What you should do: Only a number is wanted here. Tally the lines of the data that contain "pending".

※ ※ ※

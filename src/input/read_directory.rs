// 该文件是 Quyu （区域检测） 项目的一部分。
// src/input/read_directory.rs - 目录图像输入
//
// 本文件根据 Apache 许可证第 2.0 版（以下简称“许可证”）授权使用；
// 除非遵守该许可证条款，否则您不得使用本文件。
// 您可通过以下网址获取许可证副本：
// http://www.apache.org/licenses/LICENSE-2.0
// 除非适用法律要求或书面同意，根据本许可协议分发的软件均按“原样”提供，
// 不附带任何形式的明示或暗示的保证或条件。
// 有关许可权限与限制的具体条款，请参阅本许可协议。
//
// Copyright (C) 2026 Johann Li <me@qinka.pro>, Wareless Group

use std::{collections::VecDeque, path::PathBuf};

use thiserror::Error;
use tracing::{debug, info, warn};
use url::Url;

use crate::{FromUrl, FromUrlWithScheme, frame::ImageFrame, utils::url_path};

const IMAGE_EXTENSIONS: [&str; 4] = ["jpg", "jpeg", "png", "bmp"];

#[derive(Error, Debug)]
pub enum DirectoryInputError {
  #[error("URI 方案不匹配")]
  SchemeMismatch,
  #[error("I/O 错误: {0}")]
  IoError(#[from] std::io::Error),
}

/// 按文件名顺序逐张读取目录中的图像
pub struct DirectoryInput<const W: u32, const H: u32> {
  pending: VecDeque<PathBuf>,
}

impl<const W: u32, const H: u32> FromUrlWithScheme for DirectoryInput<W, H> {
  const SCHEME: &'static str = "folder";
}

impl<const W: u32, const H: u32> FromUrl for DirectoryInput<W, H> {
  type Error = DirectoryInputError;

  fn from_url(url: &Url) -> Result<Self, Self::Error> {
    if url.scheme() != Self::SCHEME {
      return Err(DirectoryInputError::SchemeMismatch);
    }

    let directory = url_path(url);
    let mut pending = Vec::new();
    for entry in std::fs::read_dir(&directory)? {
      let path = entry?.path();
      let is_image = path
        .extension()
        .and_then(|ext| ext.to_str())
        .map(|ext| IMAGE_EXTENSIONS.contains(&ext.to_ascii_lowercase().as_str()))
        .unwrap_or(false);
      if path.is_file() && is_image {
        pending.push(path);
      }
    }
    pending.sort();

    info!("目录 {} 中共有 {} 张图像", directory.display(), pending.len());

    Ok(DirectoryInput {
      pending: pending.into(),
    })
  }
}

impl<const W: u32, const H: u32> Iterator for DirectoryInput<W, H> {
  type Item = ImageFrame<W, H>;

  fn next(&mut self) -> Option<Self::Item> {
    while let Some(path) = self.pending.pop_front() {
      match image::open(&path) {
        Ok(image) => {
          debug!("读取图像: {}", path.display());
          return Some(ImageFrame::from(image.into_rgb8()));
        }
        Err(e) => warn!("跳过无法读取的图像 {}: {}", path.display(), e),
      }
    }
    None
  }
}

#[cfg(test)]
mod tests {
  use super::*;
  use image::{Rgb, RgbImage};

  fn folder_url(path: &std::path::Path) -> Url {
    let url = Url::from_directory_path(path).unwrap();
    Url::parse(&url.as_str().replacen("file:", "folder:", 1)).unwrap()
  }

  #[test]
  fn yields_images_in_name_order_and_skips_broken_files() {
    let dir = tempfile::tempdir().unwrap();
    RgbImage::from_pixel(3, 2, Rgb([0, 0, 0]))
      .save(dir.path().join("b.png"))
      .unwrap();
    RgbImage::from_pixel(5, 4, Rgb([0, 0, 0]))
      .save(dir.path().join("a.png"))
      .unwrap();
    std::fs::write(dir.path().join("c.jpg"), b"not an image").unwrap();
    std::fs::write(dir.path().join("notes.txt"), b"ignored").unwrap();

    let input = DirectoryInput::<4, 4>::from_url(&folder_url(dir.path())).unwrap();
    let sizes: Vec<_> = input.map(|frame| frame.origin_size()).collect();

    assert_eq!(sizes, vec![(5, 4), (3, 2)]);
  }

  #[test]
  fn missing_directory_is_an_error() {
    let url = Url::parse("folder:///definitely/not/here").unwrap();
    assert!(DirectoryInput::<4, 4>::from_url(&url).is_err());
  }
}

※ ※ ※

Solution: 7